Lynton frowned in thoughtful concentration.
“Are you a politician of some kind?”
“Well, I’m as much a politician as I am a salesman,” said Tomlinson.
“Wait a minute,” said Rogers. “I’m beginning to get somewhere with you. This job that you do is a job that you do because you believe in it. It’s a vocation rather than a profession. Am I right.”
“I believe it to be a vocation,” answered Tomlinson.
“Perhaps,” said Lynton, “you’re a doctor of some kind, or a medical research man?”
“I’m as much a healer as I am a salesman, or a politician,” came back Tomlinson, “but I’m not a doctor in the accepted sense.”
“Are you a poor man’s lawyer of some kind? Do you go around defending hopeless cases for free?”
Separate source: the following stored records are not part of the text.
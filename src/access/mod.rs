//! # Access Layer
//!
//! Sign-in wall and page-view counter around the analyzer.
//!
//! - [`AuthProvider`] checks credentials and creates accounts.
//! - [`ViewCounter`] is a shared counter that tolerates being unavailable.
//! - [`AccessGate`] applies the configured [`AccessPolicy`] before a session
//!   is handed out.
//!
//! The local implementations keep small JSON documents under the configured
//! data directory and replace them atomically on every write.

pub mod auth;
pub mod counter;

use std::io::{self, Write};
use std::path::Path;

use serde::Serialize;
use serde::de::DeserializeOwned;
use tracing::info;

use crate::config::AccessPolicy;
use crate::error::{CalorieError, CalorieResult};

pub use auth::{AuthProvider, LocalAuthProvider, UserSession};
pub use counter::{FileViewCounter, ViewCount, ViewCounter, record_view};

/// Email and password as typed by the user.
#[derive(Clone)]
pub struct Credentials {
    pub email: String,
    pub password: String,
}

impl Credentials {
    pub fn new(email: impl Into<String>, password: impl Into<String>) -> Self {
        Self {
            email: email.into(),
            password: password.into(),
        }
    }
}

impl std::fmt::Debug for Credentials {
    fn fmt(&self, f: &mut std::fmt::Formatter<'_>) -> std::fmt::Result {
        f.debug_struct("Credentials")
            .field("email", &self.email)
            .field("password", &"<redacted>")
            .finish()
    }
}

/// Applies an [`AccessPolicy`] using an [`AuthProvider`].
pub struct AccessGate<P: AuthProvider> {
    policy: AccessPolicy,
    provider: P,
}

impl<P: AuthProvider> AccessGate<P> {
    pub fn new(policy: AccessPolicy, provider: P) -> Self {
        Self { policy, provider }
    }

    pub fn policy(&self) -> AccessPolicy {
        self.policy
    }

    pub fn provider(&self) -> &P {
        &self.provider
    }

    /// Decides whether the caller may analyze images.
    ///
    /// Returns the signed-in user when credentials were checked, `None` when
    /// the policy is [`AccessPolicy::Public`].
    ///
    /// # Errors
    ///
    /// [`CalorieError::Auth`] when sign-in is required and the credentials
    /// are missing or rejected.
    pub async fn admit(
        &self,
        credentials: Option<&Credentials>,
    ) -> CalorieResult<Option<UserSession>> {
        match (self.policy, credentials) {
            (AccessPolicy::Public, _) => Ok(None),
            (AccessPolicy::LoginRequired, None) => Err(CalorieError::auth(
                "sign_in",
                "Sign in required. Provide an email and password.",
            )),
            (AccessPolicy::LoginRequired, Some(credentials)) => {
                let session = self
                    .provider
                    .sign_in(&credentials.email, &credentials.password)
                    .await?;
                info!(email = %session.email, "user admitted");
                Ok(Some(session))
            }
        }
    }
}

/// Reads a JSON document, `None` if the file does not exist.
pub(crate) async fn read_document<T: DeserializeOwned>(path: &Path) -> Result<Option<T>, String> {
    match tokio::fs::read(path).await {
        Ok(bytes) => serde_json::from_slice(&bytes)
            .map(Some)
            .map_err(|e| format!("{} is corrupt: {}", path.display(), e)),
        Err(e) if e.kind() == io::ErrorKind::NotFound => Ok(None),
        Err(e) => Err(format!("cannot read {}: {}", path.display(), e)),
    }
}

/// Replaces `path` with `value` serialized as JSON, via a temporary file in
/// the same directory.
pub(crate) async fn write_document<T: Serialize>(path: &Path, value: &T) -> Result<(), String> {
    let contents = serde_json::to_vec_pretty(value).map_err(|e| e.to_string())?;
    let target = path.to_path_buf();

    tokio::task::spawn_blocking(move || -> io::Result<()> {
        let dir = match target.parent() {
            Some(parent) if !parent.as_os_str().is_empty() => parent.to_path_buf(),
            _ => Path::new(".").to_path_buf(),
        };
        std::fs::create_dir_all(&dir)?;

        let mut file = tempfile::NamedTempFile::new_in(&dir)?;
        file.write_all(&contents)?;
        file.as_file().sync_all()?;
        file.persist(&target).map_err(|e| e.error)?;
        Ok(())
    })
    .await
    .map_err(|e| e.to_string())?
    .map_err(|e| format!("cannot write {}: {}", path.display(), e))
}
“There is another sense,” said Tomlinson, looking out into the greyness beyond the observation port, “in which I do perform a kind of semi-legal function.” He stretched his long legs under the seat in front of him “I think you’ve had about fifteen,” he went on. “I’ve lost count.”
“So have I,” smiled Lynton.
“LET me try another question,” said Quince Rogers. “Is it anything to do with religion?”
“You’re very close now,” said Tomlinson.
“Are you a parson of some kind, a priest?”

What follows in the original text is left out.